Active Italian Army special forces unit

The 185th Paratroopers Reconnaissance Target Acquisition Regiment "Folgore" (185° Reggimento Paracadutisti Ricognizione Acquisizione Obiettivi "Folgore", abbreviated as: 185° RAO) is an Italian Army special forces unit. The regiment is part of the Italian Army's infantry arm's Paracadutisti speciality and assigned to the Army Special Forces Command. The regiment was formed in 1941 as 1st Paratroopers Regiment and assigned, in September 1941, to the Paratroopers Division. The division was intended to parachute onto Malta during the planned invasion of Malta. In July 1942, the invasion of Malta was postponed indefinitely and the Paratroopers Division was ordered to deploy to North Africa as reinforcement for the German-Italian Panzer Army Africa. Consequently, the division, which would operate as an infantry formation in North Africa, was renamed on 27 July 1942 185th Infantry Division "Folgore". On the same day, the 1st Paratroopers Regiment was renamed 185th Infantry Regiment "Folgore". When the division moved to North Africa the regiment remained in Italy and in September 1942, the regiment left the division.

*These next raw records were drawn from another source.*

//! Page extraction for listing and detail pages
//!
//! Extraction is a pure function of one page body: it never fetches, never
//! touches run state, and never talks to the store. The crawler hands it a
//! body and gets back either the detail links of a listing page or one
//! `BookRecord`.
//!
//! # Components
//!
//! - `Extractor`: the seam the crawler calls through
//! - `BookPageExtractor`: CSS-selector rules for the book listing site

mod detail;
mod listing;

use crate::record::BookRecord;
use scraper::{ElementRef, Html, Selector};
use std::collections::BTreeMap;
use thiserror::Error;
use url::Url;

/// Fields known from a parent page, forwarded to the child task as fallbacks
pub type PageContext = BTreeMap<String, String>;

/// Context key for a title glimpsed on the listing page
pub const CONTEXT_TITLE: &str = "title";

/// Context key for a price glimpsed on the listing page
pub const CONTEXT_PRICE: &str = "price";

/// Errors raised while extracting a page
#[derive(Debug, Error)]
pub enum ExtractError {
    #[error("Invalid selector '{0}'")]
    Selector(String),

    #[error("No title found on detail page {0}")]
    MissingTitle(String),
}

/// One detail link discovered on a listing page
#[derive(Debug, Clone, PartialEq, Eq)]
pub struct ListingEntry {
    /// Absolute URL of the detail page
    pub detail_url: String,

    /// Title shown on the listing, if any
    pub title: Option<String>,

    /// Price shown on the listing, if any
    pub price: Option<String>,
}

impl ListingEntry {
    /// Builds the context handed to the detail task for this entry
    pub fn context(&self) -> PageContext {
        let mut context = PageContext::new();
        if let Some(title) = &self.title {
            context.insert(CONTEXT_TITLE.to_string(), title.clone());
        }
        if let Some(price) = &self.price {
            context.insert(CONTEXT_PRICE.to_string(), price.clone());
        }
        context
    }
}

/// Everything extracted from one listing page
#[derive(Debug, Clone, Default, PartialEq, Eq)]
pub struct ListingPage {
    /// Detail links in page order
    pub entries: Vec<ListingEntry>,

    /// Absolute URL of the next listing page, if the page links one
    pub next_page_url: Option<String>,
}

/// Extraction collaborator used by crawl tasks
pub trait Extractor: Send + Sync {
    /// Extracts detail links and the next-page link from a listing page
    fn extract_listing(&self, body: &str, page_url: &Url) -> Result<ListingPage, ExtractError>;

    /// Extracts one record from a detail page
    ///
    /// `context` carries fields already seen on the listing page; they fill in
    /// for fields the detail page lacks.
    fn extract_detail(
        &self,
        body: &str,
        page_url: &Url,
        context: &PageContext,
    ) -> Result<BookRecord, ExtractError>;
}

/// Selector rules for the book search site
#[derive(Debug, Clone, Copy, Default)]
pub struct BookPageExtractor;

impl BookPageExtractor {
    pub fn new() -> Self {
        Self
    }
}

impl Extractor for BookPageExtractor {
    fn extract_listing(&self, body: &str, page_url: &Url) -> Result<ListingPage, ExtractError> {
        let document = Html::parse_document(body);
        listing::extract(&document, page_url)
    }

    fn extract_detail(
        &self,
        body: &str,
        page_url: &Url,
        context: &PageContext,
    ) -> Result<BookRecord, ExtractError> {
        let document = Html::parse_document(body);
        detail::extract(&document, page_url, context)
    }
}

fn selector(css: &str) -> Result<Selector, ExtractError> {
    Selector::parse(css).map_err(|_| ExtractError::Selector(css.to_string()))
}

/// Collapses whitespace runs and trims; empty text becomes None
fn clean_text(raw: &str) -> Option<String> {
    let cleaned = raw.split_whitespace().collect::<Vec<_>>().join(" ");
    (!cleaned.is_empty()).then_some(cleaned)
}

fn element_text(element: ElementRef<'_>) -> Option<String> {
    clean_text(&element.text().collect::<String>())
}

fn element_attr(element: ElementRef<'_>, name: &str) -> Option<String> {
    element.value().attr(name).and_then(clean_text)
}

/// Text of the first element matching any selector, in order
fn first_text(scope: ElementRef<'_>, selectors: &[&str]) -> Result<Option<String>, ExtractError> {
    for css in selectors {
        let sel = selector(css)?;
        if let Some(text) = scope.select(&sel).find_map(element_text) {
            return Ok(Some(text));
        }
    }
    Ok(None)
}

/// Attribute of the first element matching any selector, in order
fn first_attr(
    scope: ElementRef<'_>,
    selectors: &[&str],
    attr: &str,
) -> Result<Option<String>, ExtractError> {
    for css in selectors {
        let sel = selector(css)?;
        if let Some(value) = scope.select(&sel).find_map(|el| element_attr(el, attr)) {
            return Ok(Some(value));
        }
    }
    Ok(None)
}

On 1 November 1942, the regiment joined the 184th Infantry Division "Nembo" and was renamed 185th Infantry Regiment "Nembo". In May 1943, the 184th Infantry Division "Nembo" was ordered to deploy to the island Sardinia and once again the regiment did not accompany the division, but was instead sent to Apulia and then to Sicily.

In July 1943, the regiment fought against the Allied invasion of Sicily. After the announcement of the Armistice of Cassibile on 8 September 1943 the regiment split, with the III Paratroopers Battalion joining the German side and the XI Paratroopers Battalion and 9th Company of the III Paratroopers Battalion joining the allied side. In January 1944, the regiment was disbanded and its personnel used to form to the CLXXXV Paratroopers Battalion "Nembo", while the 9th Company, which had operated as an autonomous unit on the allied side since September 1943, was renamed 1st Reconnaissance Squadron "Folgore". Both units fought on the allied side in the Italian campaign. In September 1944, the CLXXXV Paratroopers Battalion "Nembo" was disbanded and its personnel assigned to the Paratroopers Regiment "Nembo" of the Combat Group "Folgore". In July 1945, the 1st Reconnaissance Squadron "Folgore" was disbanded.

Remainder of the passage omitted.